Unraveling a Nonlinear Coronavirus Model: An Evolutionary Approach to Dynamic Analysis

Abstract

The COVID-19 epidemic has underlined the vital need of thorough mathematical models to project disease trends and evaluate intervention strategies. Combining vaccination rates (v) and transmission characteristics (\u03b2), this study develops an improved SEIR (Susceptible-Exposed-Infected-Recovered) epidemic model to investigate the spread of COVID-19. By means of stability analysis, we find disease-free and endemic equilibrium points showing that more vaccination coverage significantly reduces the fundamental reproduction number (R₀), hence stabilizing the system. Using the Runge-Kutta method and a novel Evolutionary Padé-Approximation (EPA) approach, which combines Padé rational functions with Differential Evolution optimization to preserve accuracy while following model constraints (positivity, boundedness, and feasibility), numerical solutions are obtained.
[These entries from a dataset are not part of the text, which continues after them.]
//! HTTP transport seam for the registry client.
//!
//! The registry client talks HTTP only through [`RegistryTransport`], so the
//! protocol logic (challenges, index resolution, digest checks, retries) runs
//! unchanged against the scripted transport used in tests.

use std::collections::HashMap;
use std::time::Duration;

use async_trait::async_trait;
use base64::Engine;
use bytes::Bytes;
use dockboot_core::error::{ConvertError, Result};
use futures::stream::{BoxStream, StreamExt};

use crate::retry::classify_http_error;

/// Largest JSON document (manifest, token) accepted into memory.
pub const MAX_DOCUMENT_BYTES: usize = 8 * 1024 * 1024;

/// One GET request.
#[derive(Debug, Clone)]
pub struct TransportRequest {
    pub url: String,
    pub headers: Vec<(String, String)>,
}

impl TransportRequest {
    pub fn get(url: impl Into<String>) -> Self {
        Self {
            url: url.into(),
            headers: Vec::new(),
        }
    }

    pub fn header(mut self, name: &str, value: impl Into<String>) -> Self {
        self.headers.push((name.to_string(), value.into()));
        self
    }

    pub fn bearer(self, token: &str) -> Self {
        self.header("Authorization", format!("Bearer {}", token))
    }

    pub fn basic(self, username: &str, password: &str) -> Self {
        let encoded = base64::engine::general_purpose::STANDARD
            .encode(format!("{}:{}", username, password));
        self.header("Authorization", format!("Basic {}", encoded))
    }

    /// Value of a header set on this request.
    pub fn header_value(&self, name: &str) -> Option<&str> {
        self.headers
            .iter()
            .find(|(k, _)| k.eq_ignore_ascii_case(name))
            .map(|(_, v)| v.as_str())
    }
}

/// Response with a streaming body.
pub struct TransportResponse {
    pub status: u16,
    /// Header names lowercased.
    pub headers: HashMap<String, String>,
    pub body: BoxStream<'static, Result<Bytes>>,
}

impl TransportResponse {
    pub fn header(&self, name: &str) -> Option<&str> {
        self.headers.get(&name.to_ascii_lowercase()).map(String::as_str)
    }

    /// Collect the body, refusing anything above `limit` bytes.
    pub async fn bytes(mut self, limit: usize) -> Result<Vec<u8>> {
        let mut out = Vec::new();
        while let Some(chunk) = self.body.next().await {
            let chunk = chunk?;
            if out.len() + chunk.len() > limit {
                return Err(ConvertError::Protocol(format!(
                    "Response body exceeds {} bytes",
                    limit
                )));
            }
            out.extend_from_slice(&chunk);
        }
        Ok(out)
    }
}

impl std::fmt::Debug for TransportResponse {
    fn fmt(&self, f: &mut std::fmt::Formatter<'_>) -> std::fmt::Result {
        f.debug_struct("TransportResponse")
            .field("status", &self.status)
            .field("headers", &self.headers)
            .finish()
    }
}

/// Issues HTTP requests on behalf of the registry client.
#[async_trait]
pub trait RegistryTransport: Send + Sync {
    async fn get(&self, request: TransportRequest) -> Result<TransportResponse>;
}

/// Transport backed by reqwest.
pub struct ReqwestTransport {
    client: reqwest::Client,
    timeout: Duration,
}

impl ReqwestTransport {
    /// `timeout` bounds connecting and waiting for response headers.
    pub fn new(timeout: Duration) -> Result<Self> {
        let client = reqwest::Client::builder()
            .user_agent(concat!("dockboot/", env!("CARGO_PKG_VERSION")))
            .connect_timeout(timeout)
            .build()
            .map_err(|e| ConvertError::Internal(format!("Failed to build HTTP client: {}", e)))?;
        Ok(Self { client, timeout })
    }
}

#[async_trait]
impl RegistryTransport for ReqwestTransport {
    async fn get(&self, request: TransportRequest) -> Result<TransportResponse> {
        let mut builder = self.client.get(&request.url);
        for (name, value) in &request.headers {
            builder = builder.header(name.as_str(), value.as_str());
        }

        let response = tokio::time::timeout(self.timeout, builder.send())
            .await
            .map_err(|_| {
                ConvertError::TransientNetwork(format!(
                    "GET {} timed out after {:?}",
                    request.url, self.timeout
                ))
            })?
            .map_err(|e| classify_http_error(&format!("GET {}", request.url), &e))?;

        let status = response.status().as_u16();
        let headers = response
            .headers()
            .iter()
            .filter_map(|(k, v)| {
                v.to_str()
                    .ok()
                    .map(|v| (k.as_str().to_ascii_lowercase(), v.to_string()))
            })
            .collect();
        let url = request.url.clone();
        let body = response
            .bytes_stream()
            .map(move |chunk| chunk.map_err(|e| classify_http_error(&format!("reading {}", url), &e)))
            .boxed();

        Ok(TransportResponse {
            status,
            headers,
            body,
        })
    }
}
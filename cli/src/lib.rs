//! Dockboot CLI - turn container images into bootable disk images.

pub mod commands;
pub mod output;
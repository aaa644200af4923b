pub mod colorspace;
pub mod progress;
pub mod quantum;
pub mod surface;

/// Converts a 4-byte string into a 32-bit big endian integer.
/// Byte strings longer than 4 bytes are truncated.
#[macro_export]
macro_rules! tag4 {
	($b4: literal) => {
		u32::from_be_bytes([$b4[0], $b4[1], $b4[2], $b4[3]])
	}
}

/// Scales a 5 bit value to 8 bits
pub const fn scale5to8(b: u8) -> u8 {
	b << 3 | b >> 2
}

/// Scales a 6 bit value to 8 bits
pub const fn scale6to8(b: u8) -> u8 {
	b << 2 | b >> 4
}

#[cfg(test)]
mod tests {
	use super::*;

	#[test]
	fn test_tag4() {
		assert_eq!(tag4!(b"TIM2"), 0x54494D32);
	}

	#[test]
	fn test_scale5to8() {
		assert_eq!(scale5to8(0), 0);
		assert_eq!(scale5to8(16), 132);
		assert_eq!(scale5to8(31), 255);
	}

	#[test]
	fn test_scale6to8() {
		assert_eq!(scale6to8(0), 0);
		assert_eq!(scale6to8(32), 130);
		assert_eq!(scale6to8(63), 255);
	}
}
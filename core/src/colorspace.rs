/// Colorspaces a pixel surface can be encoded in.
///
/// `SRGB` is the transit space: every transform either leaves it or
/// returns to it, never crossing directly between two alternates.
#[derive(Clone, Copy, Debug, Eq, PartialEq)]
pub enum Colorspace {
	Cmy,
	Cmyk,
	Gray,
	Hsb,
	Hsl,
	Hwb,
	Lab,
	Log,
	Ohta,
	Rec601Luma,
	Rec601YCbCr,
	Rec709Luma,
	Rec709YCbCr,
	Rgb,
	SRGB,
	Xyz,
	YCbCr,
	Ycc,
	Yiq,
	YPbPr,
	Yuv,
}
/// Native per-channel resolution of a pixel.
pub type Quantum = u8;

/// Largest representable channel value.
pub const QUANTUM_RANGE: Quantum = Quantum::MAX;

/// Index of the last entry in a per-channel transform table.
pub const MAP_MAX: usize = QUANTUM_RANGE as usize;

/// Normalizes a quantum into the 0.0..=1.0 range when multiplied.
pub const QUANTUM_SCALE: f64 = 1.0 / QUANTUM_RANGE as f64;

/// Rounds a real channel value to the nearest quantum, clamping overflow.
pub fn clamp_to_quantum(value: f64) -> Quantum {
	if value <= 0.0 {
		return 0;
	}

	if value >= QUANTUM_RANGE as f64 {
		return QUANTUM_RANGE;
	}

	(value + 0.5) as Quantum
}

/// Rounds a transform-table sum back to a quantum, clamping to the map range.
pub fn scale_map_to_quantum(value: f32) -> Quantum {
	if value <= 0.0 {
		return 0;
	}

	if value >= MAP_MAX as f32 {
		return QUANTUM_RANGE;
	}

	(value + 0.5) as Quantum
}
use ttk_core::quantum::{
	clamp_to_quantum,
	Quantum,
	QUANTUM_RANGE,
	QUANTUM_SCALE
};

const D50_X: f64 = 0.9642;
const D50_Y: f64 = 1.0;
const D50_Z: f64 = 0.8249;

const EPSILON: f64 = 1.0e-16;

fn decompand(value: f64) -> f64 {
	if value <= 0.0404482362771082 {
		value / 12.92
	} else {
		((value + 0.055) / 1.055).powf(2.4)
	}
}

fn compand(value: f64) -> f64 {
	if value <= 0.00313066844250063 {
		value * 12.92
	} else {
		1.055 * value.powf(1.0 / 2.4) - 0.055
	}
}

fn lab_f1(alpha: f64) -> f64 {
	if alpha <= (24.0 / 116.0) * (24.0 / 116.0) * (24.0 / 116.0) {
		(841.0 / 108.0) * alpha + 16.0 / 116.0
	} else {
		alpha.powf(1.0 / 3.0)
	}
}

fn lab_f2(alpha: f64) -> f64 {
	if alpha > 24.0 / 116.0 {
		alpha * alpha * alpha
	} else {
		let beta = (108.0 / 841.0) * (alpha - 16.0 / 116.0);
		if beta > 0.0 {
			beta
		} else {
			0.0
		}
	}
}

/// Gamma-expanded sRGB quanta to CIE XYZ under the sRGB primaries.
pub fn rgb_to_xyz(red: Quantum, green: Quantum, blue: Quantum) -> (f64, f64, f64) {
	let r = decompand(QUANTUM_SCALE * red as f64);
	let g = decompand(QUANTUM_SCALE * green as f64);
	let b = decompand(QUANTUM_SCALE * blue as f64);

	let x = 0.4124240 * r + 0.3575790 * g + 0.1804640 * b;
	let y = 0.2126560 * r + 0.7151580 * g + 0.0721856 * b;
	let z = 0.0193324 * r + 0.1191930 * g + 0.9504440 * b;

	(x, y, z)
}

pub fn xyz_to_rgb(x: f64, y: f64, z: f64) -> (Quantum, Quantum, Quantum) {
	let r = 3.2404542 * x - 1.5371385 * y - 0.4985314 * z;
	let g = -0.9692660 * x + 1.8760108 * y + 0.0415560 * z;
	let b = 0.0556434 * x - 0.2040259 * y + 1.0572252 * z;

	(
		clamp_to_quantum(QUANTUM_RANGE as f64 * compand(r)),
		clamp_to_quantum(QUANTUM_RANGE as f64 * compand(g)),
		clamp_to_quantum(QUANTUM_RANGE as f64 * compand(b)),
	)
}

/// CIE XYZ to L*a*b* with a D50 white point. L is scaled to [0, 1] and the
/// signed a/b axes are wrapped into [0, 1] so they survive a quantum channel.
pub fn xyz_to_lab(x: f64, y: f64, z: f64) -> (f64, f64, f64) {
	if x.abs() < EPSILON && y.abs() < EPSILON && z.abs() < EPSILON {
		return (0.0, 0.5, 0.5);
	}

	let fx = lab_f1(x / D50_X);
	let fy = lab_f1(y / D50_Y);
	let fz = lab_f1(z / D50_Z);

	let l = (116.0 * fy - 16.0) / 100.0;
	let mut a = 500.0 * (fx - fy) / 255.0;
	if a < 0.0 {
		a += 1.0;
	}
	let mut b = 200.0 * (fy - fz) / 255.0;
	if b < 0.0 {
		b += 1.0;
	}

	(l, a, b)
}

pub fn lab_to_xyz(l: f64, a: f64, b: f64) -> (f64, f64, f64) {
	if l <= 0.0 {
		return (0.0, 0.0, 0.0);
	}

	let y = (100.0 * l + 16.0) / 116.0;
	let x = y + 255.0 * 0.002 * if a > 0.5 { a - 1.0 } else { a };
	let z = y - 255.0 * 0.005 * if b > 0.5 { b - 1.0 } else { b };

	(D50_X * lab_f2(x), D50_Y * lab_f2(y), D50_Z * lab_f2(z))
}
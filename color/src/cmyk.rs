use ttk_core::quantum::{
	clamp_to_quantum,
	Quantum,
	QUANTUM_RANGE,
	QUANTUM_SCALE
};

/// Splits sRGB into CMYK with undercolor removal: K takes the common
/// ink share, the remaining channels are rescaled by what is left.
pub fn rgb_to_cmyk(red: Quantum, green: Quantum, blue: Quantum) -> (Quantum, Quantum, Quantum, Quantum) {
	let cyan = 1.0 - QUANTUM_SCALE * red as f64;
	let magenta = 1.0 - QUANTUM_SCALE * green as f64;
	let yellow = 1.0 - QUANTUM_SCALE * blue as f64;
	let black = cyan.min(magenta).min(yellow);

	if black >= 1.0 {
		return (0, 0, 0, QUANTUM_RANGE);
	}

	let scale = 1.0 - black;
	(
		clamp_to_quantum(QUANTUM_RANGE as f64 * (cyan - black) / scale),
		clamp_to_quantum(QUANTUM_RANGE as f64 * (magenta - black) / scale),
		clamp_to_quantum(QUANTUM_RANGE as f64 * (yellow - black) / scale),
		clamp_to_quantum(QUANTUM_RANGE as f64 * black),
	)
}

pub fn cmyk_to_rgb(cyan: Quantum, magenta: Quantum, yellow: Quantum, black: Quantum) -> (Quantum, Quantum, Quantum) {
	let k = black as f64;
	let unmix = |channel: Quantum| {
		clamp_to_quantum(
			QUANTUM_RANGE as f64 - (QUANTUM_SCALE * channel as f64 * (QUANTUM_RANGE as f64 - k) + k),
		)
	};

	(unmix(cyan), unmix(magenta), unmix(yellow))
}
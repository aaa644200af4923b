use ttk_core::quantum::{
	QUANTUM_RANGE,
	QUANTUM_SCALE
};

/// Photo CD luma curve: 1389 evenly spaced steps up to 1.0. The inverse
/// YCC tables produce overrange sums (scaled by 1.3584); indexing this
/// curve through [`round_to_ycc`] folds them back into quantum range.
pub static YCC_MAP: [f32; 1389] = build_ycc_map();

const fn build_ycc_map() -> [f32; 1389] {
	let mut map = [0.0f32; 1389];
	let mut i = 0;
	while i < 1389 {
		map[i] = i as f32 / 1388.0;
		i += 1;
	}
	map
}

pub fn round_to_ycc(value: f64) -> usize {
	if value <= 0.0 {
		return 0;
	}
	if value >= 1388.0 {
		return 1388;
	}
	(value + 0.5) as usize
}

/// Applies the curve to one channel value in map units.
pub fn remap(value: f32) -> f32 {
	QUANTUM_RANGE as f32 * YCC_MAP[round_to_ycc(1024.0 * QUANTUM_SCALE * value as f64)]
}
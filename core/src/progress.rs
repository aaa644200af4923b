/// Row-granular progress callback: receives the current work unit and
/// the total number of units, returns `false` to request cancellation.
///
/// Sequential passes report rows in order; parallel passes report
/// completion counts in whatever order workers finish. Callbacks on
/// parallel passes run concurrently, hence the `Sync` bound.
pub type ProgressFn<'a> = dyn Fn(usize, usize) -> bool + Sync + 'a;

/// How a cancellable pass ended. Cancellation is a cooperative outcome
/// requested by a [`ProgressFn`], distinct from an error: partial output
/// exists but must not be treated as a usable result.
#[derive(Clone, Copy, Debug, Eq, PartialEq)]
pub enum Status {
	Complete,
	Cancelled,
}

impl Status {
	pub fn is_cancelled(&self) -> bool {
		*self == Status::Cancelled
	}
}
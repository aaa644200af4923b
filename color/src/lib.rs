pub mod cmyk;
pub mod hue;
pub mod lab;
pub mod log;
pub mod rows;
pub mod tables;
pub mod ycc;

use std::collections::TryReserveError;

use thiserror::Error;
use tracing::debug;

use ttk_core::colorspace::Colorspace;
use ttk_core::progress::{ProgressFn, Status};
use ttk_core::quantum::{
	clamp_to_quantum,
	scale_map_to_quantum,
	Quantum,
	QUANTUM_RANGE,
	QUANTUM_SCALE
};
use ttk_core::surface::{Pixel, PixelSurface, StorageClass, SurfaceError};

use log::LogParams;
use tables::{PostStage, TransformTables};

#[derive(Debug, Error)]
pub enum TransformError {
	#[error("transform table allocation refused: {0}")]
	Resource(#[from] TryReserveError),

	#[error("surface error: {0}")]
	Surface(#[from] SurfaceError)
}

/// Indexed surfaces become direct before a per-pixel pass touches them.
fn promote(surface: &mut PixelSurface) -> Result<(), SurfaceError> {
	if surface.class() == StorageClass::Indexed {
		surface.sync_from_colormap()?;
		surface.promote_to_direct();
	}

	Ok(())
}

fn store_unit(pixel: &mut Pixel, red: f64, green: f64, blue: f64) {
	pixel.red = clamp_to_quantum(QUANTUM_RANGE as f64 * red);
	pixel.green = clamp_to_quantum(QUANTUM_RANGE as f64 * green);
	pixel.blue = clamp_to_quantum(QUANTUM_RANGE as f64 * blue);
}

fn transform_pixel(pixel: &mut Pixel, tables: &TransformTables, post: PostStage) {
	let sum = tables.x[pixel.red as usize]
		+ tables.y[pixel.green as usize]
		+ tables.z[pixel.blue as usize]
		+ tables.offset;

	let (red, green, blue) = match post {
		PostStage::None => (sum.x, sum.y, sum.z),
		PostStage::PhotoYcc => (ycc::remap(sum.x), ycc::remap(sum.y), ycc::remap(sum.z)),
	};

	pixel.red = scale_map_to_quantum(red);
	pixel.green = scale_map_to_quantum(green);
	pixel.blue = scale_map_to_quantum(blue);
}

/// Runs tabulated channel mixing over the surface. Indexed surfaces remix
/// their colormap and resync; direct surfaces take a monitored row pass.
fn apply_tables(surface: &mut PixelSurface, tables: &TransformTables, post: PostStage, monitor: Option<&ProgressFn>) -> Result<Status, SurfaceError> {
	match surface.class() {
		StorageClass::Indexed => {
			rows::apply_colormap(surface, |pixel| transform_pixel(pixel, tables, post));
			surface.sync_from_colormap()?;
			Ok(Status::Complete)
		},
		StorageClass::Direct => Ok(rows::apply(surface, monitor, |pixel, _| {
			transform_pixel(pixel, tables, post)
		})),
	}
}

/// Converts an sRGB surface in place into `colorspace`.
///
/// The surface tag moves to `colorspace` only when the pass runs to
/// completion; a cancelled pass leaves partially converted pixels behind
/// under the old tag.
pub fn to_alternate(surface: &mut PixelSurface, colorspace: Colorspace, monitor: Option<&ProgressFn>) -> Result<Status, TransformError> {
	debug!("transforming {}x{} surface from sRGB to {:?}", surface.width(), surface.height(), colorspace);

	let status = match colorspace {
		Colorspace::Cmy => {
			promote(surface)?;
			rows::apply(surface, monitor, |pixel, _| {
				pixel.red = QUANTUM_RANGE - pixel.red;
				pixel.green = QUANTUM_RANGE - pixel.green;
				pixel.blue = QUANTUM_RANGE - pixel.blue;
			})
		},
		Colorspace::Cmyk => {
			promote(surface)?;
			rows::apply(surface, monitor, |pixel, index| {
				let (c, m, y, k) = cmyk::rgb_to_cmyk(pixel.red, pixel.green, pixel.blue);
				pixel.red = c;
				pixel.green = m;
				pixel.blue = y;
				*index = k;
			})
		},
		Colorspace::Hsb => {
			promote(surface)?;
			rows::apply(surface, monitor, |pixel, _| {
				let (h, s, b) = hue::rgb_to_hsb(pixel.red, pixel.green, pixel.blue);
				store_unit(pixel, h, s, b);
			})
		},
		Colorspace::Hsl => {
			promote(surface)?;
			rows::apply(surface, monitor, |pixel, _| {
				let (h, s, l) = hue::rgb_to_hsl(pixel.red, pixel.green, pixel.blue);
				store_unit(pixel, h, s, l);
			})
		},
		Colorspace::Hwb => {
			promote(surface)?;
			rows::apply(surface, monitor, |pixel, _| {
				let (h, w, b) = hue::rgb_to_hwb(pixel.red, pixel.green, pixel.blue);
				store_unit(pixel, h, w, b);
			})
		},
		Colorspace::Lab => {
			promote(surface)?;
			rows::apply(surface, monitor, |pixel, _| {
				let (x, y, z) = lab::rgb_to_xyz(pixel.red, pixel.green, pixel.blue);
				let (l, a, b) = lab::xyz_to_lab(x, y, z);
				store_unit(pixel, l, a, b);
			})
		},
		Colorspace::Log => {
			let map = log::encode_map(&LogParams::from_properties(surface))?;
			promote(surface)?;
			rows::apply(surface, monitor, |pixel, _| {
				pixel.red = map[pixel.red as usize];
				pixel.green = map[pixel.green as usize];
				pixel.blue = map[pixel.blue as usize];
			})
		},
		_ => {
			let tables = TransformTables::forward(colorspace)?;
			apply_tables(surface, &tables, PostStage::None, monitor)?
		},
	};

	if !status.is_cancelled() {
		surface.set_colorspace(colorspace);
	}

	Ok(status)
}

/// Converts a surface in place from its tagged colorspace back to sRGB.
///
/// Luma-only surfaces already hold replicated gray levels, so they pass
/// through the identity tables. The tag moves to sRGB only on completion.
pub fn to_srgb(surface: &mut PixelSurface, monitor: Option<&ProgressFn>) -> Result<Status, TransformError> {
	let source = surface.colorspace();
	debug!("transforming {}x{} surface from {:?} to sRGB", surface.width(), surface.height(), source);

	let status = match source {
		Colorspace::Cmy => {
			promote(surface)?;
			rows::apply(surface, monitor, |pixel, _| {
				pixel.red = QUANTUM_RANGE - pixel.red;
				pixel.green = QUANTUM_RANGE - pixel.green;
				pixel.blue = QUANTUM_RANGE - pixel.blue;
			})
		},
		Colorspace::Cmyk => {
			promote(surface)?;
			rows::apply(surface, monitor, |pixel, index| {
				let (r, g, b) = cmyk::cmyk_to_rgb(pixel.red, pixel.green, pixel.blue, *index);
				pixel.red = r;
				pixel.green = g;
				pixel.blue = b;
			})
		},
		Colorspace::Hsb => {
			promote(surface)?;
			rows::apply(surface, monitor, |pixel, _| {
				let (r, g, b) = hue::hsb_to_rgb(QUANTUM_SCALE * pixel.red as f64, QUANTUM_SCALE * pixel.green as f64, QUANTUM_SCALE * pixel.blue as f64);
				pixel.red = r;
				pixel.green = g;
				pixel.blue = b;
			})
		},
		Colorspace::Hsl => {
			promote(surface)?;
			rows::apply(surface, monitor, |pixel, _| {
				let (r, g, b) = hue::hsl_to_rgb(QUANTUM_SCALE * pixel.red as f64, QUANTUM_SCALE * pixel.green as f64, QUANTUM_SCALE * pixel.blue as f64);
				pixel.red = r;
				pixel.green = g;
				pixel.blue = b;
			})
		},
		Colorspace::Hwb => {
			promote(surface)?;
			rows::apply(surface, monitor, |pixel, _| {
				let (r, g, b) = hue::hwb_to_rgb(QUANTUM_SCALE * pixel.red as f64, QUANTUM_SCALE * pixel.green as f64, QUANTUM_SCALE * pixel.blue as f64);
				pixel.red = r;
				pixel.green = g;
				pixel.blue = b;
			})
		},
		Colorspace::Lab => {
			promote(surface)?;
			rows::apply(surface, monitor, |pixel, _| {
				let (x, y, z) = lab::lab_to_xyz(QUANTUM_SCALE * pixel.red as f64, QUANTUM_SCALE * pixel.green as f64, QUANTUM_SCALE * pixel.blue as f64);
				let (r, g, b) = lab::xyz_to_rgb(x, y, z);
				pixel.red = r;
				pixel.green = g;
				pixel.blue = b;
			})
		},
		Colorspace::Log => {
			let map = log::decode_map(&LogParams::from_properties(surface))?;
			promote(surface)?;
			rows::apply(surface, monitor, |pixel, _| {
				pixel.red = map[pixel.red as usize];
				pixel.green = map[pixel.green as usize];
				pixel.blue = map[pixel.blue as usize];
			})
		},
		_ => {
			let tables = TransformTables::inverse(source)?;
			let post = if source == Colorspace::Ycc {
				PostStage::PhotoYcc
			} else {
				PostStage::None
			};
			apply_tables(surface, &tables, post, monitor)?
		},
	};

	if !status.is_cancelled() {
		surface.set_colorspace(Colorspace::SRGB);
	}

	Ok(status)
}

/// Converts a surface between any two supported colorspaces, transiting
/// through sRGB when neither endpoint already is sRGB.
///
/// A cancelled transit leaves the surface tagged with the last colorspace
/// it fully reached.
pub fn transform_colorspace(surface: &mut PixelSurface, colorspace: Colorspace, monitor: Option<&ProgressFn>) -> Result<Status, TransformError> {
	if surface.colorspace() == colorspace {
		return Ok(Status::Complete);
	}

	if colorspace == Colorspace::SRGB {
		return to_srgb(surface, monitor);
	}

	if surface.colorspace() != Colorspace::SRGB {
		let status = to_srgb(surface, monitor)?;
		if status.is_cancelled() {
			return Ok(status);
		}
	}

	to_alternate(surface, colorspace, monitor)
}
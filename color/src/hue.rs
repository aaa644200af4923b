use ttk_core::quantum::{
	clamp_to_quantum,
	Quantum,
	QUANTUM_RANGE,
	QUANTUM_SCALE
};

fn quantum(value: f64) -> Quantum {
	clamp_to_quantum(QUANTUM_RANGE as f64 * value)
}

/// sRGB to hue/saturation/brightness, all in [0, 1].
pub fn rgb_to_hsb(red: Quantum, green: Quantum, blue: Quantum) -> (f64, f64, f64) {
	let r = red as f64;
	let g = green as f64;
	let b = blue as f64;
	let max = r.max(g).max(b);
	let min = r.min(g).min(b);

	let brightness = QUANTUM_SCALE * max;
	if max == 0.0 {
		return (0.0, 0.0, 0.0);
	}

	let saturation = 1.0 - min / max;
	let delta = max - min;
	if delta == 0.0 {
		return (0.0, saturation, brightness);
	}

	let mut hue = if r == max {
		(g - b) / delta
	} else if g == max {
		2.0 + (b - r) / delta
	} else {
		4.0 + (r - g) / delta
	};
	hue /= 6.0;
	if hue < 0.0 {
		hue += 1.0;
	}

	(hue, saturation, brightness)
}

pub fn hsb_to_rgb(hue: f64, saturation: f64, brightness: f64) -> (Quantum, Quantum, Quantum) {
	if saturation == 0.0 {
		let v = quantum(brightness);
		return (v, v, v);
	}

	let h = 6.0 * (hue - hue.floor());
	let f = h - h.floor();
	let p = brightness * (1.0 - saturation);
	let q = brightness * (1.0 - saturation * f);
	let t = brightness * (1.0 - saturation * (1.0 - f));

	let (r, g, b) = match h as i64 {
		1 => (q, brightness, p),
		2 => (p, brightness, t),
		3 => (p, q, brightness),
		4 => (t, p, brightness),
		5 => (brightness, p, q),
		_ => (brightness, t, p),
	};

	(quantum(r), quantum(g), quantum(b))
}

/// sRGB to hue/saturation/lightness, all in [0, 1].
pub fn rgb_to_hsl(red: Quantum, green: Quantum, blue: Quantum) -> (f64, f64, f64) {
	let r = QUANTUM_SCALE * red as f64;
	let g = QUANTUM_SCALE * green as f64;
	let b = QUANTUM_SCALE * blue as f64;
	let max = r.max(g).max(b);
	let min = r.min(g).min(b);
	let c = max - min;

	let lightness = (max + min) / 2.0;
	if c == 0.0 {
		return (0.0, 0.0, lightness);
	}

	let mut hue = if max == r {
		let h = (g - b) / c;
		if h < 0.0 {
			h + 6.0
		} else {
			h
		}
	} else if max == g {
		2.0 + (b - r) / c
	} else {
		4.0 + (r - g) / c
	};
	hue /= 6.0;

	let saturation = if lightness <= 0.5 {
		c / (2.0 * lightness)
	} else {
		c / (2.0 - 2.0 * lightness)
	};

	(hue, saturation, lightness)
}

pub fn hsl_to_rgb(hue: f64, saturation: f64, lightness: f64) -> (Quantum, Quantum, Quantum) {
	if saturation == 0.0 {
		let v = quantum(lightness);
		return (v, v, v);
	}

	let c = if lightness <= 0.5 {
		2.0 * lightness * saturation
	} else {
		(2.0 - 2.0 * lightness) * saturation
	};

	let h = 6.0 * (hue - hue.floor());
	let x = c * (1.0 - (h - 2.0 * (h / 2.0).floor() - 1.0).abs());
	let min = lightness - 0.5 * c;

	let (r, g, b) = match h as i64 {
		1 => (x, c, 0.0),
		2 => (0.0, c, x),
		3 => (0.0, x, c),
		4 => (x, 0.0, c),
		5 => (c, 0.0, x),
		_ => (c, x, 0.0),
	};

	(quantum(r + min), quantum(g + min), quantum(b + min))
}

/// sRGB to hue/whiteness/blackness, all in [0, 1].
pub fn rgb_to_hwb(red: Quantum, green: Quantum, blue: Quantum) -> (f64, f64, f64) {
	let r = red as f64;
	let g = green as f64;
	let b = blue as f64;
	let w = r.min(g).min(b);
	let v = r.max(g).max(b);

	let whiteness = QUANTUM_SCALE * w;
	let blackness = 1.0 - QUANTUM_SCALE * v;
	if v == w {
		return (0.0, whiteness, blackness);
	}

	let (f, p) = if r == w {
		(g - b, 3.0)
	} else if g == w {
		(b - r, 5.0)
	} else {
		(r - g, 1.0)
	};

	((p - f / (v - w)) / 6.0, whiteness, blackness)
}

pub fn hwb_to_rgb(hue: f64, whiteness: f64, blackness: f64) -> (Quantum, Quantum, Quantum) {
	let v = 1.0 - blackness;
	let h = 6.0 * hue;
	let i = h.floor();
	let mut f = h - i;
	if (i as i64) & 0x01 != 0 {
		f = 1.0 - f;
	}
	let n = whiteness + f * (v - whiteness);

	let (r, g, b) = match i as i64 {
		1 => (n, v, whiteness),
		2 => (whiteness, v, n),
		3 => (whiteness, n, v),
		4 => (n, whiteness, v),
		5 => (v, whiteness, n),
		_ => (v, n, whiteness),
	};

	(quantum(r), quantum(g), quantum(b))
}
Even under high transmission conditions (β = 14), simulations show that improved vaccination speeds the decline of susceptible and infected populations while increasing recoveries, hence lowering R₀ below 1 at 50-100% vaccination rates. Comparative studies of the Runge-Kutta and EPA techniques show notable agreement, hence confirming EPA as a viable substitute for large-scale epidemiological modeling. Our results highlight the vital need of immunization in controlling COVID-19 and provide a computational tool for legislators to strengthen containment initiatives.